A choir, handclaps and banjo are ubiquitous on an indie folk record. Buttery smooth vocals vaguely reminiscent of Paul Simon are not.
Andy Shauf, please take one step forward from the pack.
Hailing from the great white north affectionately referred to as Canada, Shauf grew up a preacher’s kid in Saskatchewan. Instead of lighting bags of fecal matter on deacons’ and elders’ doorsteps, Shauf was writing songs from the age of fourteen. He just didn’t tell anyone about it. “I hid my songs,” Shauf says. “I didn’t share my musical side with my friends until the twelfth grade. I was just kind of embarrassed.” And so it went. For years, demos stacked up as documents of time, feelings, and moments, never existing outside that creative space built for himself.
It’s hard to imagine a teenager hiding his musical talent like this. In your average high school, at lunch, a sea of guitars appear in hands as if it were some sort of appropriate measurement of virility. Strains of Death Cab for Cutie and John Mayer waft about. Blonde and brunette coiffed girls gather, giggling and secretly hating each other for cutting the odds that each will be asked to the prom; they stand by any one of the boys who has a disproportionate flock surrounding him to his relative charm, wit, and handsomeness.
Andy Shauf lacks this narcissistic tendency. Hedged bets and ear-to-the-Pitchfork musical manipulations don’t exist on Darker Days, his debut album. Those years of singing alone in his bedroom have produced an uncommon voice that doesn’t have to fumble for tricks such as whispering or singing off key in the current fashion. Darker Days neither tries to hide the flourishes of pop sewn through nearly every song and verse; yet the instrumentation remains sparse to give Shauf’s voice its proper place.
At twenty-one, the singer isn’t removed from those teenage demos, and in fact, Darker Days represents a hand picked crop of those demos rerecorded. When Shauf sings of his cold feet (“I never got too far from hoping for your heart”), imagining the pains of declaring young love can transport even the crotchetiest old raisin to memories of sweaty palms and dry mouth. Such simple and unencumbered tales of relationship have to come without pretense. Shauf fits the bill. On “You Remind Me”, Shauf swings into notes with hints of vibrato here and there and understatement, thus confirming the Paul Simon comparison (see: “Under African Skies”). One-two, one-two picking, a simple bass line, and occasional banjo accompany.

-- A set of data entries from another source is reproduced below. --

mod admin;
mod error;
mod family;
mod member;
mod types;

pub use error::HttpStatusError;
pub use types::RetryConfig;

use anyhow::{anyhow, Context, Result};
use log::{debug, warn};
use reqwest::{Client, Method, Response, StatusCode};
use serde::de::DeserializeOwned;
use serde::Serialize;
use std::time::Duration;
use tokio::time::sleep;
use url::Url;

use crate::config::{KioskConfig, TimeoutConfig};
use error::extract_error_message;
use types::USER_AGENT;

/// REST client for the gym backend.
///
/// Implements the domain gateway traits. Reads are retried with exponential
/// backoff; writes are sent exactly once so a check-in is never duplicated.
pub struct HttpBackend {
    client: Client,
    base_url: Url,
    retry_config: RetryConfig,
}

impl HttpBackend {
    pub fn new(
        base_url: &str,
        retry_config: RetryConfig,
        timeouts: &TimeoutConfig,
    ) -> Result<Self> {
        let base_url = Url::parse(base_url)
            .with_context(|| format!("Invalid API base URL: {}", base_url))?;
        if base_url.cannot_be_a_base() {
            anyhow::bail!("API base URL cannot carry a path: {}", base_url);
        }

        let client = Client::builder()
            .user_agent(USER_AGENT)
            .timeout(timeouts.http_request)
            .connect_timeout(timeouts.http_connect)
            .build()
            .context("Failed to create HTTP client")?;

        Ok(Self {
            client,
            base_url,
            retry_config,
        })
    }

    pub fn from_config(config: &KioskConfig) -> Result<Self> {
        Self::new(
            &config.api.base_url,
            config.retry_config(),
            &TimeoutConfig::from(config),
        )
    }

    pub fn base_url(&self) -> &Url {
        &self.base_url
    }

    /// Append path segments to the base URL. Each segment is percent-encoded,
    /// so emails and ids can be passed as-is.
    pub(super) fn endpoint(&self, segments: &[&str]) -> Result<Url> {
        let mut url = self.base_url.clone();
        url.path_segments_mut()
            .map_err(|_| anyhow!("API base URL cannot carry a path: {}", self.base_url))?
            .pop_if_empty()
            .extend(segments);
        Ok(url)
    }

    /// GET and decode JSON, retrying transient failures.
    pub(super) async fn get_json<T>(&self, operation_name: &str, url: Url) -> Result<T>
    where
        T: DeserializeOwned,
    {
        self.execute_with_retry(operation_name, || {
            let client = self.client.clone();
            let url = url.clone();

            async move {
                debug!("[http] GET {}", url);
                let response = client
                    .get(url)
                    .send()
                    .await
                    .context("Failed to send request")?;
                read_json(response).await
            }
        })
        .await
    }

    /// Send a JSON body once and decode the JSON answer.
    pub(super) async fn send_json<B, T>(
        &self,
        method: Method,
        operation_name: &str,
        url: Url,
        body: &B,
    ) -> Result<T>
    where
        B: Serialize + ?Sized,
        T: DeserializeOwned,
    {
        debug!("[http] {} {} op={}", method, url, operation_name);
        let response = self
            .client
            .request(method, url)
            .json(body)
            .send()
            .await
            .with_context(|| format!("Failed to send {} request", operation_name))?;
        read_json(response).await
    }

    /// Execute a request with retry logic
    ///
    /// Retries on:
    /// - Network errors (connection failures, timeouts)
    /// - 5xx server errors
    /// - 429 Too Many Requests
    ///
    /// Does NOT retry on:
    /// - 4xx client errors (except 429)
    /// - Malformed response bodies
    pub(super) async fn execute_with_retry<F, Fut, T>(
        &self,
        operation_name: &str,
        mut request_fn: F,
    ) -> Result<T>
    where
        F: FnMut() -> Fut,
        Fut: std::future::Future<Output = Result<T>>,
    {
        let mut attempt = 0;

        loop {
            attempt += 1;

            match request_fn().await {
                Ok(response) => {
                    if attempt > 1 {
                        debug!(
                            "[http] {} succeeded after {} attempts",
                            operation_name, attempt
                        );
                    }
                    return Ok(response);
                }
                Err(e) => {
                    let should_retry =
                        attempt <= self.retry_config.max_retries && is_retryable_error(&e);

                    if !should_retry {
                        if attempt > 1 {
                            warn!(
                                "[http] {} failed after {} attempts: {:#}",
                                operation_name, attempt, e
                            );
                        }
                        return Err(e);
                    }

                    let backoff_ms = self.retry_config.backoff_for(attempt);
                    warn!(
                        "[http] {} failed attempt={}/{} retry_in_ms={}: {:#}",
                        operation_name,
                        attempt,
                        self.retry_config.max_retries + 1,
                        backoff_ms,
                        e
                    );
                    sleep(Duration::from_millis(backoff_ms)).await;
                }
            }
        }
    }
}

fn is_retryable_error(error: &anyhow::Error) -> bool {
    if let Some(status_err) = error.downcast_ref::<HttpStatusError>() {
        return status_err.is_retryable();
    }

    if let Some(reqwest_err) = error.downcast_ref::<reqwest::Error>() {
        if reqwest_err.is_connect() || reqwest_err.is_timeout() || reqwest_err.is_request() {
            return true;
        }
        if let Some(status) = reqwest_err.status() {
            return status.is_server_error() || status == StatusCode::TOO_MANY_REQUESTS;
        }
    }

    false
}

async fn read_json<T: DeserializeOwned>(response: Response) -> Result<T> {
    let status = response.status();

    if !status.is_success() {
        let body = response
            .text()
            .await
            .unwrap_or_else(|_| "Unable to read response".to_string());
        return Err(HttpStatusError::new(status, extract_error_message(&body)).into());
    }

    let body = response
        .text()
        .await
        .context("Failed to read response body")?;

    // Some writes answer with an empty body
    let body = if body.trim().is_empty() {
        "null".to_string()
    } else {
        body
    };

    serde_json::from_str(&body).with_context(|| {
        format!(
            "Unexpected response body: {}",
            body.chars().take(200).collect::<String>()
        )
    })
}

#[cfg(test)]
mod tests {
    use super::*;

    fn backend(base_url: &str) -> HttpBackend {
        HttpBackend::new(base_url, RetryConfig::no_retry(), &TimeoutConfig::default()).unwrap()
    }

    #[test]
    fn test_endpoint_encodes_segments() {
        let backend = backend("http://127.0.0.1:8000");
        let url = backend
            .endpoint(&["family", "members", "a b/c@example.com"])
            .unwrap();
        assert_eq!(
            url.as_str(),
            "http://127.0.0.1:8000/family/members/a%20b%2Fc@example.com"
        );
    }

    #[test]
    fn test_endpoint_keeps_base_path() {
        let backend = backend("https://gym.example.com/api/");
        let url = backend.endpoint(&["member", "abc", "stats"]).unwrap();
        assert_eq!(url.as_str(), "https://gym.example.com/api/member/abc/stats");
    }

    #[test]
    fn test_rejects_unusable_base_url() {
        let timeouts = TimeoutConfig::default();
        assert!(HttpBackend::new("not a url", RetryConfig::default(), &timeouts).is_err());
        assert!(
            HttpBackend::new("mailto:gym@example.com", RetryConfig::default(), &timeouts).is_err()
        );
    }

    #[test]
    fn test_client_errors_are_not_retried() {
        let not_found: anyhow::Error = HttpStatusError::new(StatusCode::NOT_FOUND, "gone").into();
        let busy: anyhow::Error =
            HttpStatusError::new(StatusCode::TOO_MANY_REQUESTS, "slow down").into();
        assert!(!is_retryable_error(&not_found));
        assert!(is_retryable_error(&busy));
        assert!(!is_retryable_error(&anyhow!("decode failure")));
    }
}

Songs on relationship wear thin on some listeners. One on love? Fine. A whole album? Arms start to fold and lethargy ensues, and large numbers head for the punk section of iTunes. That’s the give and take of love songs. Andy Shauf plays with fire by stuffing them into Darker Days. Shauf’s stories are never complex though not always completely clear. He tends towards “Will they? Won’t they?” relationships teetering on the brink of break-up. Eye rolling and sighs may be a side effect for the more jaded listeners once the fourth or fifth of these rolls around. Folks on the other side of the fence, those who revel in heartbreak or redemption via a significant other, will eat the songs up.
Looking down the road, however, it’s not hard to place bets on other ponies besides Shauf. Wading in the waters of folk in 2009 is not unlike drinking from Stanley Spadowski’s fire hose. There are other flashier, shinier folk records out there, and your next door neighbor has a folk record he’s peddling at a garage sale too. These are the days of hype and glitz and also bedroom demos as blogs; listen to self-produced thoughts from common people that should never see the light of day beside record label backed…thoughts from common people that should never see the light of day. Most of us aren’t clever or talented, but with just the right PR team talent isn’t necessary.
In the closing song, “Give Me Words”, Shauf beseeches the rain to, “give [him] words to sing”. If that was his muse, thank the stormy days, the darker days, because they delivered. Let’s hope that muse also delivers the listening ear of the record going public to Darker Days.